What the exercise asks => Copy out exactly the lines below that run from the one holding "filename crates/quorum-identity/src/storage.rs" to the one holding "impl IdentityStorage for MemoryIdentityStorage", keeping both of those lines and no others.

>>

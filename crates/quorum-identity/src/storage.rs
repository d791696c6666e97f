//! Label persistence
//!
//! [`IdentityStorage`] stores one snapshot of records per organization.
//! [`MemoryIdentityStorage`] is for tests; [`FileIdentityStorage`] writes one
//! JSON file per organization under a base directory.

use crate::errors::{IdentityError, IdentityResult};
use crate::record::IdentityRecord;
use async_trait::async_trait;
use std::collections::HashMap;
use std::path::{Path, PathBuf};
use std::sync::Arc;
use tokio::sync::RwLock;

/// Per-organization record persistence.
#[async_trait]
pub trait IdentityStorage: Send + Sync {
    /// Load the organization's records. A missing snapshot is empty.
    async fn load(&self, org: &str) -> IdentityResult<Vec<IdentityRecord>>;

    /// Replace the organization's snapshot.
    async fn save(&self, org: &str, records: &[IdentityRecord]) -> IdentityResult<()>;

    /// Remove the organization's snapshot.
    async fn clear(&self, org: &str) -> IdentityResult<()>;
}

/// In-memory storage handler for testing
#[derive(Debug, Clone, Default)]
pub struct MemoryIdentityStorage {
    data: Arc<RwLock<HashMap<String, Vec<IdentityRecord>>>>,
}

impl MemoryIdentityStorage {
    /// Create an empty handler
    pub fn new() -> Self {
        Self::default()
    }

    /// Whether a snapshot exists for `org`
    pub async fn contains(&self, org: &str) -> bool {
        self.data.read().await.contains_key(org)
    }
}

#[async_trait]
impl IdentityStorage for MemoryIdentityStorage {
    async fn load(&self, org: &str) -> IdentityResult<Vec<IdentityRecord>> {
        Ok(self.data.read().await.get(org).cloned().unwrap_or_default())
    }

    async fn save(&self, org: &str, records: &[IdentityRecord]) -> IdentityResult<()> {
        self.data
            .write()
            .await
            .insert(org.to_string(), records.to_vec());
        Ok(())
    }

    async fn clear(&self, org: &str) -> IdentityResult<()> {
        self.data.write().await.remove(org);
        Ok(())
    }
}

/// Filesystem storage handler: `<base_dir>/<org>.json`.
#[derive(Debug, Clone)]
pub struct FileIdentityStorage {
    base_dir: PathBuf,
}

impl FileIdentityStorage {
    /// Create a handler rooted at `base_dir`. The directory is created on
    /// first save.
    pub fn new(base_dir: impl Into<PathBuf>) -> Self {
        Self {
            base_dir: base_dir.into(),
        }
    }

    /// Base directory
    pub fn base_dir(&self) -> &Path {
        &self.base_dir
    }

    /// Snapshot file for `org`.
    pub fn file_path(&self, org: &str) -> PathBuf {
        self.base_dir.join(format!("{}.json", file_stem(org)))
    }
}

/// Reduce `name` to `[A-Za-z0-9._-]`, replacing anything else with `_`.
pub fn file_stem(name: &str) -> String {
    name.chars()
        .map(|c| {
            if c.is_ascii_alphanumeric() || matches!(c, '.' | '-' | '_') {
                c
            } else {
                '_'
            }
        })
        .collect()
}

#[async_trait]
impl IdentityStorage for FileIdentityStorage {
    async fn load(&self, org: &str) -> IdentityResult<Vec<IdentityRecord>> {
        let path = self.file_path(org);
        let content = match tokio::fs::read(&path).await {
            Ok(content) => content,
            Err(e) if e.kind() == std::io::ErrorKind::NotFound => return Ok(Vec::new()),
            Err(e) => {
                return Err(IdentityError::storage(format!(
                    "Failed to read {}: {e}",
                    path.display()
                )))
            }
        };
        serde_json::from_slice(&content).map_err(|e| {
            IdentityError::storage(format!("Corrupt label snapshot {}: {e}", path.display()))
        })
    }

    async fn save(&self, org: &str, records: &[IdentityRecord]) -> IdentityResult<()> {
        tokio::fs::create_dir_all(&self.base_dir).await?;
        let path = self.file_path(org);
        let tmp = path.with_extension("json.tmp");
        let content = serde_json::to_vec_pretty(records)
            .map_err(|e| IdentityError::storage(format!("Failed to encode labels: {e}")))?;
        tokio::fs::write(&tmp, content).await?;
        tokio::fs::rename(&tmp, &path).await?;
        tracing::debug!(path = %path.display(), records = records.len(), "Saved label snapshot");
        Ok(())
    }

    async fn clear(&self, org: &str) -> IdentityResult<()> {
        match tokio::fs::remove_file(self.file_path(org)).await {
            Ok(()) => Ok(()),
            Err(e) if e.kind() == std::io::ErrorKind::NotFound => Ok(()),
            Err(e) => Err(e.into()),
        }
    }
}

<<
>>

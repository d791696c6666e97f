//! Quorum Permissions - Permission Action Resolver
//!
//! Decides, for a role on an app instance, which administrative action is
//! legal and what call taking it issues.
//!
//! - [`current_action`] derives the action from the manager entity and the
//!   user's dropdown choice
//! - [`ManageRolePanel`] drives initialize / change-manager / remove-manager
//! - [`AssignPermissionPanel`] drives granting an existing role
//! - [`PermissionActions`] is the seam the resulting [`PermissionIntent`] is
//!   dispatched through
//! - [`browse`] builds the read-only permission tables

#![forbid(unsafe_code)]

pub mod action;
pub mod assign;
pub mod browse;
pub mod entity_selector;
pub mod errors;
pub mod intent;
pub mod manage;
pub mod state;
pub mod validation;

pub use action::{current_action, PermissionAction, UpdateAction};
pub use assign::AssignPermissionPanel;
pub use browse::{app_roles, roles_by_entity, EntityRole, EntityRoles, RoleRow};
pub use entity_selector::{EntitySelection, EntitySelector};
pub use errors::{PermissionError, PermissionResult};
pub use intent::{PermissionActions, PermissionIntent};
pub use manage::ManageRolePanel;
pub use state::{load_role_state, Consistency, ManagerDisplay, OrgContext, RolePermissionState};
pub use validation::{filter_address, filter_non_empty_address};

<<
>>

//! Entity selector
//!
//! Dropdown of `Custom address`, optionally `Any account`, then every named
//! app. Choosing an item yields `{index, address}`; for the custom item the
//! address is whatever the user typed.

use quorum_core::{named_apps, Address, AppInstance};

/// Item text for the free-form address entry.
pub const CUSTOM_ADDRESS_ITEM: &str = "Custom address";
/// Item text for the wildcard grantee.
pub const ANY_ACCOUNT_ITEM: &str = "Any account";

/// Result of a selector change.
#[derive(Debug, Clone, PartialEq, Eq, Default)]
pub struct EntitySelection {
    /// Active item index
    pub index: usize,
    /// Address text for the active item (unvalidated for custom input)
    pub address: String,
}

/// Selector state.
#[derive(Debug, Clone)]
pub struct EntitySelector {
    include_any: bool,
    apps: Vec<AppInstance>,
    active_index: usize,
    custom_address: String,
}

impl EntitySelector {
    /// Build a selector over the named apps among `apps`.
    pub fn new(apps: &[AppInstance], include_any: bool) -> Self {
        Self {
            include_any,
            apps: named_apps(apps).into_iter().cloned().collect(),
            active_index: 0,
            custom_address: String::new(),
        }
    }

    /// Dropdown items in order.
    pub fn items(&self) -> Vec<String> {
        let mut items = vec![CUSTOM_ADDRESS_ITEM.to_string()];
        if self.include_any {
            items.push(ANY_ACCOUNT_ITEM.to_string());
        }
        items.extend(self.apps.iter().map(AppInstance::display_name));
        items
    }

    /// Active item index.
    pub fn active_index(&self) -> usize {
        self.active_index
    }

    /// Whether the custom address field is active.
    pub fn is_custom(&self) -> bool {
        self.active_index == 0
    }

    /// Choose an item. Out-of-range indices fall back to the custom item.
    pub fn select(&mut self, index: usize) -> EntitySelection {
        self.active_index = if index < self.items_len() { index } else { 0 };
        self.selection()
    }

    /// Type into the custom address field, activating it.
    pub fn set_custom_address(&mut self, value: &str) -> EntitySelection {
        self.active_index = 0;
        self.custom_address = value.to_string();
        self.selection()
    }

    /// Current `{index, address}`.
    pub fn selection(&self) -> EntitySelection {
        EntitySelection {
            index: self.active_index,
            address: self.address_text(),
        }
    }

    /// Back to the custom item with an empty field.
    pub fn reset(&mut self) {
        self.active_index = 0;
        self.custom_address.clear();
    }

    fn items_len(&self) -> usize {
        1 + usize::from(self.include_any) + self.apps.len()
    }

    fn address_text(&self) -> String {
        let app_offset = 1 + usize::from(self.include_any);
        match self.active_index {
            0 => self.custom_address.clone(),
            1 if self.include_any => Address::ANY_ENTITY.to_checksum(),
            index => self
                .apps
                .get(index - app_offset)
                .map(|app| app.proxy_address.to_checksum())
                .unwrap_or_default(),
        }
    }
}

<<

Exercise output =>
filename crates/quorum-identity/src/storage.rs
repository d791696c6666e97f
//! Label persistence
//!
//! [`IdentityStorage`] stores one snapshot of records per organization.
//! [`MemoryIdentityStorage`] is for tests; [`FileIdentityStorage`] writes one
//! JSON file per organization under a base directory.

use crate::errors::{IdentityError, IdentityResult};
use crate::record::IdentityRecord;
use async_trait::async_trait;
use std::collections::HashMap;
use std::path::{Path, PathBuf};
use std::sync::Arc;
use tokio::sync::RwLock;

/// Per-organization record persistence.
#[async_trait]
pub trait IdentityStorage: Send + Sync {
    /// Load the organization's records. A missing snapshot is empty.
    async fn load(&self, org: &str) -> IdentityResult<Vec<IdentityRecord>>;

    /// Replace the organization's snapshot.
    async fn save(&self, org: &str, records: &[IdentityRecord]) -> IdentityResult<()>;

    /// Remove the organization's snapshot.
    async fn clear(&self, org: &str) -> IdentityResult<()>;
}

/// In-memory storage handler for testing
#[derive(Debug, Clone, Default)]
pub struct MemoryIdentityStorage {
    data: Arc<RwLock<HashMap<String, Vec<IdentityRecord>>>>,
}

impl MemoryIdentityStorage {
    /// Create an empty handler
    pub fn new() -> Self {
        Self::default()
    }

    /// Whether a snapshot exists for `org`
    pub async fn contains(&self, org: &str) -> bool {
        self.data.read().await.contains_key(org)
    }
}

#[async_trait]
impl IdentityStorage for MemoryIdentityStorage {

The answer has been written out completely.